I'm at the point now where I may not even need the CPAP machine anymore, and after I lose another ten or fifteen pounds I may have another study to confirm or deny that theory.

In any case, I'm still using my CPAP, and if you need one (and in your heart you know if you do), get one!

If you have untreated OSA your life will the shorter and a lot less fun!

There in a nutshell is why this FAA policy change is maybe not such an evil thing.
 
You'll still need to prove it's OSA and not CSA. And I don't think you can do that without an EEG.

I'm not thinking of it as proof. I'm thinking of it as an inexpensive means of determing whether it would be worthwhile asking for a sleep study. Hopefully the latter would then provide a definitive diagnosis.
 
This also applies to controllers. Has anyone from AAM ever been in a radar room? It'll hit 1/4 of that population. Now we get into labor issues (because controllers and their medicals are funded by FAA). Now controllers are paid for sleep studies and overtime must be called in to backfill for them. Now insurance won't cover a CPAP - it was the FAA that wanted it, let them pay for it. This is going to cost ATO millions. In the fight between ATO and AAM...well...

The controllers will be fine. Their NATCA will buy politicians to fix whatever they need fixed.
 
I'm not thinking of it as proof. I'm thinking of it as an inexpensive means of determing whether it would be worthwhile asking for a sleep study. Hopefully the latter would then provide a definitive diagnosis.
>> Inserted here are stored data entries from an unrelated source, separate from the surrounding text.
//! Category endpoints.

use axum::extract::{Path, State};
use axum::routing::{get, post};
use axum::{Json, Router};
use serde_json::{json, Value};
use sqlx::SqlitePool;
use validator::Validate;

use crate::auth::CurrentUser;
use crate::models::Category;
use crate::patch::merge;
use crate::schemas::{CategoryCreate, CategoryPatch, CategoryResponse};
use crate::state::AppState;
use crate::{Error, Result};

pub fn router() -> Router<AppState> {
    Router::new()
        .route("/categories/", post(create_category).get(list_categories))
        .route(
            "/categories/:category_id",
            get(get_category).put(update_category).delete(delete_category),
        )
}

/// Fetch a category scoped to its owner, or fail with not-found.
pub(crate) async fn fetch_category(
    pool: &SqlitePool,
    category_id: i64,
    owner: i64,
) -> Result<Category> {
    let category: Option<Category> = sqlx::query_as(
        "SELECT id, user_id, name, color_code FROM categories WHERE id = $1 AND user_id = $2",
    )
    .bind(category_id)
    .bind(owner)
    .fetch_optional(pool)
    .await?;

    category.ok_or_else(|| Error::NotFound("Category not found.".to_string()))
}

/// Verify a referenced category exists for the owner.
pub(crate) async fn ensure_category(pool: &SqlitePool, category_id: i64, owner: i64) -> Result<()> {
    fetch_category(pool, category_id, owner).await.map(|_| ())
}

async fn create_category(
    State(state): State<AppState>,
    user: CurrentUser,
    Json(body): Json<CategoryCreate>,
) -> Result<Json<CategoryResponse>> {
    body.validate().map_err(|e| Error::Validation(e.to_string()))?;

    let category: Category = sqlx::query_as(
        "INSERT INTO categories (user_id, name, color_code) VALUES ($1, $2, $3) \
         RETURNING id, user_id, name, color_code",
    )
    .bind(user.id)
    .bind(&body.name)
    .bind(&body.color_code)
    .fetch_one(&state.pool)
    .await?;

    Ok(Json(category.into()))
}

async fn list_categories(
    State(state): State<AppState>,
    user: CurrentUser,
) -> Result<Json<Vec<CategoryResponse>>> {
    let categories: Vec<Category> = sqlx::query_as(
        "SELECT id, user_id, name, color_code FROM categories WHERE user_id = $1 ORDER BY id",
    )
    .bind(user.id)
    .fetch_all(&state.pool)
    .await?;

    Ok(Json(categories.into_iter().map(CategoryResponse::from).collect()))
}

async fn get_category(
    State(state): State<AppState>,
    user: CurrentUser,
    Path(category_id): Path<i64>,
) -> Result<Json<CategoryResponse>> {
    let category = fetch_category(&state.pool, category_id, user.id).await?;
    Ok(Json(category.into()))
}

async fn update_category(
    State(state): State<AppState>,
    user: CurrentUser,
    Path(category_id): Path<i64>,
    Json(body): Json<CategoryPatch>,
) -> Result<Json<CategoryResponse>> {
    let mut category = fetch_category(&state.pool, category_id, user.id).await?;

    merge(&mut category.name, body.name);
    merge(&mut category.color_code, body.color_code);

    sqlx::query("UPDATE categories SET name = $1, color_code = $2 WHERE id = $3 AND user_id = $4")
        .bind(&category.name)
        .bind(&category.color_code)
        .bind(category.id)
        .bind(user.id)
        .execute(&state.pool)
        .await?;

    Ok(Json(category.into()))
}

async fn delete_category(
    State(state): State<AppState>,
    user: CurrentUser,
    Path(category_id): Path<i64>,
) -> Result<Json<Value>> {
    let result = sqlx::query("DELETE FROM categories WHERE id = $1 AND user_id = $2")
        .bind(category_id)
        .bind(user.id)
        .execute(&state.pool)
        .await?;

    if result.rows_affected() == 0 {
        return Err(Error::NotFound("Category not found.".to_string()));
    }

    Ok(Json(json!({ "detail": "Category deleted" })))
}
The inexpensive way is a recording pulse-oximeter. Doesn't catch all of them, but if you are apneic enough to drop your oxygen saturation, it will pick it up.

There is a reason both the techs who record the studies and the docs who interpret them have to be trained. It's not quite as trivial as it sounds.
 
I'm not thinking of it as proof. I'm thinking of it as an inexpensive means of determing whether it would be worthwhile asking for a sleep study. Hopefully the latter would then provide a definitive diagnosis.

The inexpensive way is a recording pulse-oximeter. Doesn't catch all of them, but if you are apneic enough to drop your oxygen saturation, it will pick it up.

There is a reason both the techs who record the studies and the docs who interpret them have to be trained. It's not quite as trivial as it sounds.

What would be nice is a cheap, easy, way of screening to decide if you should get a sleep study.

FAA just did that by deciding the screening criteria should be BMI >= 40 and neck >=17".
 
The inexpensive way is a recording pulse-oximeter. Doesn't catch all of them, but if you are apneic enough to drop your oxygen saturation, it will pick it up.

There is a reason both the techs who record the studies and the docs who interpret them have to be trained. It's not quite as trivial as it sounds.

This is the problem with our current health care system. In this case the solution IS fairly trivial, a CPAP machine. So if you suspect the person has OSA put the pulse-ox on them if they show reduced O2 levels then give them an autopap with a fairly wide range say 5-12cm. Unless they are sever and need the machine cranked up (pulse-ox + CPAP would tell you this) then problem solved for 1/3 of the price. Of course the sleep centers don't make money that way.